Republican Dave McCormick Would Repeal Bipartisan Infrastructure Bill

The GOP candidate for Senate in Pennsylvania blamed the bill and other spending for inflation.

Dave McCormick, a wealthy former hedge fund manager and leading Republican candidate for Senate in Pennsylvania, would vote to repeal President Joe Biden’s bipartisan infrastructure bill, he said on a pro-Trump radio show in mid-November.

During McCormick’s appearance on “The John Fredericks Show,” Fredericks asked McCormick how he would “stand firm to cut spending” once in the Senate.

“The No. 1 thing you do with a Senate majority and a House majority and a Republican president in the White House is you roll back all those incredible, expensive Biden bills — the infrastructure bill, the Build Back Better — all of that stuff, that’s the money that’s driving this huge uptick in inflation,” McCormick responded.

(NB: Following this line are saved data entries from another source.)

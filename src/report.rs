//! Shutdown reports.
//!
//! A sink receives the completed-connection history exactly once, when the
//! coordinator shuts down. `CsvReport` writes a spreadsheet-friendly file
//! with one row per connection in completion order.

use crate::error::ReportError;
use crate::record::ConnectionRecord;
use chrono::{DateTime, Local, SecondsFormat};
use std::fs::{self, File};
use std::io::{BufWriter, Write};
use std::path::{Path, PathBuf};
use tracing::info;

const HEADER: &str = "host,bytes_transferred,request_count,connections_at_close,closed_at";

/// Destination for the shutdown history.
pub trait ReportSink {
    fn generate(
        &mut self,
        timestamp: &DateTime<Local>,
        history: &[ConnectionRecord],
    ) -> Result<(), ReportError>;
}

/// Writes `report-<timestamp>.csv` into a directory.
#[derive(Debug, Clone)]
pub struct CsvReport {
    dir: PathBuf,
}

impl CsvReport {
    pub fn new(dir: impl Into<PathBuf>) -> Self {
        Self { dir: dir.into() }
    }

    /// Path of the report generated for `timestamp`.
    pub fn path_for(&self, timestamp: &DateTime<Local>) -> PathBuf {
        self.dir
            .join(format!("report-{}.csv", timestamp.format("%Y%m%d-%H%M%S")))
    }
}

impl ReportSink for CsvReport {
    fn generate(
        &mut self,
        timestamp: &DateTime<Local>,
        history: &[ConnectionRecord],
    ) -> Result<(), ReportError> {
        let path = self.path_for(timestamp);
        write_csv(&path, history).map_err(|source| ReportError::Io {
            path: path.clone(),
            source,
        })?;

        info!(path = %path.display(), rows = history.len(), "Report written");
        Ok(())
    }
}

fn write_csv(path: &Path, history: &[ConnectionRecord]) -> std::io::Result<()> {
    if let Some(parent) = path.parent() {
        fs::create_dir_all(parent)?;
    }

    let mut out = BufWriter::new(File::create(path)?);
    writeln!(out, "{HEADER}")?;

    for record in history {
        writeln!(
            out,
            "{},{},{},{},{}",
            escape(&record.host_name),
            record.bytes_transferred,
            record.request_count,
            record.connections_at_close,
            record.closed_at.to_rfc3339_opts(SecondsFormat::Millis, false),
        )?;
    }

    out.flush()
}

/// Quote a field if it contains a separator, quote or line break.
fn escape(field: &str) -> String {
    if field.contains([',', '"', '\n', '\r']) {
        format!("\"{}\"", field.replace('"', "\"\""))
    } else {
        field.to_string()
    }
}
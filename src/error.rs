//! Error types for startup, configuration and reporting.
//!
//! Per-connection failures never show up here: the handler contains them
//! and they only end the affected connection.

use std::io;
use std::net::SocketAddr;
use std::path::PathBuf;
use thiserror::Error;

/// Configuration loading errors
#[derive(Debug, Error)]
pub enum ConfigError {
    #[error("Failed to read config file '{}': {source}", .path.display())]
    FileRead {
        path: PathBuf,
        #[source]
        source: io::Error,
    },

    #[error("Failed to parse config file '{}': {source}", .path.display())]
    TomlParse {
        path: PathBuf,
        #[source]
        source: toml::de::Error,
    },

    #[error("Invalid configuration: {0}")]
    Invalid(String),
}

/// Fatal errors raised before the coordinator starts.
#[derive(Debug, Error)]
pub enum ServerError {
    #[error(transparent)]
    Config(#[from] ConfigError),

    #[error("invalid listen address '{addr}': {source}")]
    Address {
        addr: String,
        #[source]
        source: std::net::AddrParseError,
    },

    #[error("failed to bind listener on {addr}: {source}")]
    Bind {
        addr: SocketAddr,
        #[source]
        source: io::Error,
    },

    #[error("failed to build runtime: {0}")]
    Runtime(#[source] io::Error),

    #[error(transparent)]
    Io(#[from] io::Error),
}

/// Errors from a report sink.
#[derive(Debug, Error)]
pub enum ReportError {
    #[error("failed to write report '{}': {source}", .path.display())]
    Io {
        path: PathBuf,
        #[source]
        source: io::Error,
    },
}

McCormick, who failed to capture the GOP Senate nomination in 2022, is hoping to unseat Sen. Bob Casey (D-Pa.) in November. A victory for McCormick could virtually ensure a Republican takeover of the U.S. Senate during a cycle when Democrats are playing defense on a difficult map.

McCormick, right, and his wife, Dina Powell McCormick, attend a gala in Manhattan in June 2023. McCormick's position on infrastructure puts him to the right of 19 Senate Republicans.
McCormick, right, and his wife, Dina Powell McCormick, attend a gala in Manhattan in June 2023. McCormick's position on infrastructure puts him to the right of 19 Senate Republicans.
Sylvain Gaboury/Getty Images

But McCormick’s opposition to the infrastructure bill — and promise to repeal it — exposes him to political attack from Democrats, who are likely to paint him as a hardline conservative out of step with voters in a purple battleground state. (Contrary to McCormick’s claim, Build Back Better did not become law; a significantly scaled back bill, the Inflation Reduction Act, did.)

The infrastructure bill passed Congress in August 2021 with the support of 19 Republican senators and 13 Republican House members, including Rep. Brian Fitzpatrick, who hails from the Philadelphia suburbs.

“Senator Casey fought to make sure the bipartisan infrastructure law will deliver thousands of good-paying jobs in Pennsylvania for years to come,” said Maddy McDaniel, a spokesperson for the Pennsylvania Democratic Party. “Meanwhile, professional job-killer David McCormick’s mission is to kill off every job in the Commonwealth, from laying off workers to outsourcing American jobs and now repealing the infrastructure law.”

McCormick’s campaign defended the candidate’s stance, citing a Kimberly Strassel column in The Wall Street Journal that said that less than one-quarter of the bill’s spending went to traditional infrastructure like roads, bridges, tunnels and waterways.

“While Pennsylvania’s infrastructure needs improving, a stunning 77% of the so-called ‘infrastructure’ bill that Bob Casey rubber stamped went to fund Democrats’ ridiculous climate pet projects rather than actual infrastructure in our communities,” Elizabeth Gregory, a spokesperson for McCormick’s campaign, said in a statement. “At a time of historic inflation, Joe Biden and Casey increased the financial burden on taxpayers, once again failing the people of Pennsylvania.”

Strassel’s op-ed in the Journal is based on a July 2021 analysis conducted by the Committee for a Responsible Federal Budget, a centrist think tank, that found that the bill dedicated $110 billion to roads, bridges and major construction projects, and $17 billion to ports and waterways. That means the bill would spend just $127 billion of its $548 billion in new spending on “items that most people associate with” the term infrastructure, according to Strassel.

The final version of the infrastructure bill created $566 billion in new spending.

But even under the old total, Strassel’s math is misleading. Strassel, McCormick, and other conservatives object to the bill’s investments in electric vehicles, environmental resilience, public transit and a greener electric infrastructure.

But CRFB’s original analysis shows that the bill included plenty more in so-called traditional infrastructure spending than Strassel admits. Key line items include $66 billion for freight and passenger rail (the latter of which Strassel claims is only used by a small subset of the population), $25 billion for airports, $11 billion to improve road safety, $65 billion to expand broadband internet service, and $55 billion for water infrastructure, such as removal of lead pipes.